• _Instructions for the task_: Reproduce this listing from its first line through the line with "the whole catalog.", inclusive, leaving out all that follows.

BEGIN The records

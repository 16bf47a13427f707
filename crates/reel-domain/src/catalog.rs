//! In-memory movie catalog.
//!
//! A small `DomainAdapter` over a vector of records, used by unit tests,
//! the integration tests, and the demo binary. Matching mirrors the remote
//! discovery API this stands in for: case-insensitive genre and title
//! matching, substring matching on cast names, and `>=YYYY` / `<=YYYY`
//! range values on the release year. An unconstrained query returns
//! nothing rather than the whole catalog.

use tracing::debug;

use reel_core::error::Result;
use reel_core::types::Slot;

use crate::adapter::{Constraints, DomainAdapter, MovieRecord, QueryResult};

pub struct MovieCatalog {
    movies: Vec<MovieRecord>,
}

impl MovieCatalog {
    /// Build a catalog from records; query ranking follows this order.
    pub fn new(movies: Vec<MovieRecord>) -> Self {
        Self { movies }
    }

    /// Load a catalog from a JSON array of records.
    pub fn from_json(json: &str) -> Result<Self> {
        let movies: Vec<MovieRecord> = serde_json::from_str(json)?;
        Ok(Self::new(movies))
    }

    pub fn len(&self) -> usize {
        self.movies.len()
    }

    pub fn is_empty(&self) -> bool {
        self.movies.is_empty()
    }

    /// A canned catalog for demos and tests.
    pub fn sample() -> Self {
        fn movie(
            id: &str,
            title: &str,
            overview: &str,
            year: &str,
            genres: &[&str],
            cast: &[&str],
            rating: &str,
        ) -> MovieRecord {
            MovieRecord {
                id: id.to_string(),
                title: title.to_string(),
                overview: overview.to_string(),
                release_year: Some(year.to_string()),
                genres: genres.iter().map(|s| s.to_string()).collect(),
                cast: cast.iter().map(|s| s.to_string()).collect(),
                rating: Some(rating.to_string()),
            }
        }

        Self::new(vec![
            movie(
                "744",
                "Top Gun",
                "A hotshot Navy pilot is accepted into an elite training school \
                 for fighter pilots, where tragedy and personal demons threaten \
                 his dream of becoming an ace.",
                "1986",
                &["action", "drama", "adventure"],
                &["Tom Cruise", "Kelly McGillis", "Val Kilmer"],
                "7.0",
            ),
            movie(
                "954",
                "Mission: Impossible",
                "An American agent, framed for the deaths of his team, goes on \
                 the run to uncover the real spy.",
                "1996",
                &["action", "adventure", "thriller"],
                &["Tom Cruise", "Jon Voight"],
                "6.9",
            ),
            movie(
                "955",
                "Mission: Impossible II",
                "A secret agent is sent to Sydney to find and destroy a \
                 genetically modified disease.",
                "2000",
                &["action", "adventure", "thriller"],
                &["Tom Cruise", "Thandiwe Newton"],
                "6.1",
            ),
            movie(
                "956",
                "Mission: Impossible III",
                "A retired agent is called back into action to rescue a \
                 colleague and face the most ruthless arms dealer of his career.",
                "2006",
                &["action", "adventure", "thriller"],
                &["Tom Cruise", "Philip Seymour Hoffman"],
                "6.7",
            ),
            movie(
                "95",
                "Armageddon",
                "An asteroid the size of Texas is on a collision course with \
                 Earth and a team of deep-core drillers is sent to stop it.",
                "1998",
                &["action", "thriller", "science fiction"],
                &["Bruce Willis", "Ben Affleck", "Liv Tyler"],
                "6.7",
            ),
            movie(
                "8838",
                "Mercury Rising",
                "An outcast FBI agent protects a nine-year-old autistic boy who \
                 has cracked a top-secret government code.",
                "1998",
                &["action", "crime", "drama"],
                &["Bruce Willis", "Alec Baldwin"],
                "6.1",
            ),
            movie(
                "9882",
                "The Siege",
                "After the abduction of a religious leader, New York City \
                 becomes the target of escalating terrorist attacks.",
                "1998",
                &["action", "thriller"],
                &["Bruce Willis", "Denzel Washington", "Annette Bening"],
                "6.3",
            ),
            movie(
                "1573",
                "Die Hard 2",
                "A cop battles terrorists who seize an airport while his wife's \
                 plane circles above.",
                "1990",
                &["action", "thriller"],
                &["Bruce Willis", "Bonnie Bedelia"],
                "6.9",
            ),
            movie(
                "861",
                "Total Recall",
                "A construction worker discovers his memories may be implants \
                 and travels to Mars to find out who he really is.",
                "1990",
                &["action", "science fiction"],
                &["Arnold Schwarzenegger", "Sharon Stone"],
                "7.3",
            ),
            movie(
                "8845",
                "Predator 2",
                "An alien hunter stalks gang members and police in a sweltering \
                 Los Angeles.",
                "1990",
                &["action", "science fiction"],
                &["Danny Glover", "Gary Busey"],
                "6.3",
            ),
            movie(
                "8851",
                "Darkman",
                "A scientist left for dead seeks revenge using synthetic skin \
                 that lets him take on any identity.",
                "1990",
                &["action", "crime", "science fiction"],
                &["Liam Neeson", "Frances McDormand"],
                "6.4",
            ),
            movie(
                "2619",
                "Big",
                "A boy's wish at a carnival machine turns him into a \
                 thirty-year-old overnight.",
                "1988",
                &["comedy", "drama", "fantasy"],
                &["Tom Hanks", "Elizabeth Perkins"],
                "7.3",
            ),
            movie(
                "2620",
                "Splash",
                "A man is reunited with the mysterious woman who saved him as a \
                 boy; she happens to be a mermaid.",
                "1984",
                &["comedy", "fantasy", "romance"],
                &["Tom Hanks", "Daryl Hannah"],
                "6.3",
            ),
            movie(
                "771",
                "Home Alone",
                "An eight-year-old defends his house against two bumbling \
                 burglars after his family leaves for vacation without him.",
                "1990",
                &["comedy", "family"],
                &["Macaulay Culkin", "Joe Pesci"],
                "7.4",
            ),
            movie(
                "137",
                "Groundhog Day",
                "A cynical weatherman relives the same day over and over in a \
                 small Pennsylvania town.",
                "1993",
                &["comedy", "fantasy", "romance"],
                &["Bill Murray", "Andie MacDowell"],
                "7.6",
            ),
            movie(
                "854",
                "The Mask",
                "A meek bank clerk finds an ancient mask that transforms him \
                 into a green-faced trickster.",
                "1994",
                &["comedy", "fantasy"],
                &["Jim Carrey", "Cameron Diaz"],
                "6.9",
            ),
        ])
    }
}

impl DomainAdapter for MovieCatalog {
    fn query(&self, constraints: &Constraints) -> QueryResult {
        // Unconstrained discovery is unsupported, matching the remote API
        // this catalog stands in for.
        if constraints.is_empty() {
            return QueryResult::empty();
        }
        let results: Vec<MovieRecord> = self
            .movies
            .iter()
            .filter(|movie| matches_constraints(movie, constraints))
            .cloned()
            .collect();
        debug!(
            matches = results.len(),
            constrained_slots = constraints.len(),
            "Catalog query"
        );
        QueryResult {
            total: results.len(),
            results,
        }
    }
}

fn matches_constraints(movie: &MovieRecord, constraints: &Constraints) -> bool {
    constraints.iter().all(|(slot, values)| {
        let candidates: Vec<&str> = values.keys().map(String::as_str).collect();
        match slot {
            Slot::Id => candidates.iter().any(|v| movie.id == *v),
            Slot::Title => candidates
                .iter()
                .any(|v| movie.title.eq_ignore_ascii_case(v)),
            Slot::Genres => candidates.iter().any(|wanted| {
                movie
                    .genres
                    .iter()
                    .any(|genre| genre.eq_ignore_ascii_case(wanted))
            }),
            Slot::Cast => candidates.iter().any(|wanted| {
                let wanted = wanted.to_lowercase();
                movie
                    .cast
                    .iter()
                    .any(|name| name.to_lowercase().contains(&wanted))
            }),
            Slot::ReleaseYear => matches_year(movie.release_year.as_deref(), &candidates),
            Slot::Rating => candidates
                .iter()
                .any(|v| movie.rating.as_deref() == Some(*v)),
            Slot::Overview => candidates.iter().any(|v| movie.overview == *v),
            // Control slots never reach the adapter; tolerate them anyway.
            Slot::LookingForSpecific | Slot::MatchCount => true,
        }
    })
}

/// Year values are either exact (`"1986"`) or bounds (`">=1980"`,
/// `"<=1989"`). All bounds must hold; exact values match disjunctively.
fn matches_year(year: Option<&str>, candidates: &[&str]) -> bool {
    let Some(year) = year else {
        return false;
    };
    let bounds: Vec<&str> = candidates
        .iter()
        .copied()
        .filter(|v| v.starts_with(">=") || v.starts_with("<="))
        .collect();
    if !bounds.is_empty() {
        let Ok(year_num) = year.parse::<i32>() else {
            return false;
        };
        return bounds.iter().all(|bound| {
            let limit: i32 = match bound[2..].trim().parse() {
                Ok(n) => n,
                Err(_) => return false,
            };
            if bound.starts_with(">=") {
                year_num >= limit
            } else {
                year_num <= limit
            }
        });
    }
    candidates.iter().any(|v| *v == year)
}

END The records

• _Finished task_:
repository 16bf47a13427f707
filename crates/reel-domain/src/catalog.rs
//! In-memory movie catalog.
//!
//! A small `DomainAdapter` over a vector of records, used by unit tests,
//! the integration tests, and the demo binary. Matching mirrors the remote
//! discovery API this stands in for: case-insensitive genre and title
//! matching, substring matching on cast names, and `>=YYYY` / `<=YYYY`
//! range values on the release year. An unconstrained query returns
//! nothing rather than the whole catalog.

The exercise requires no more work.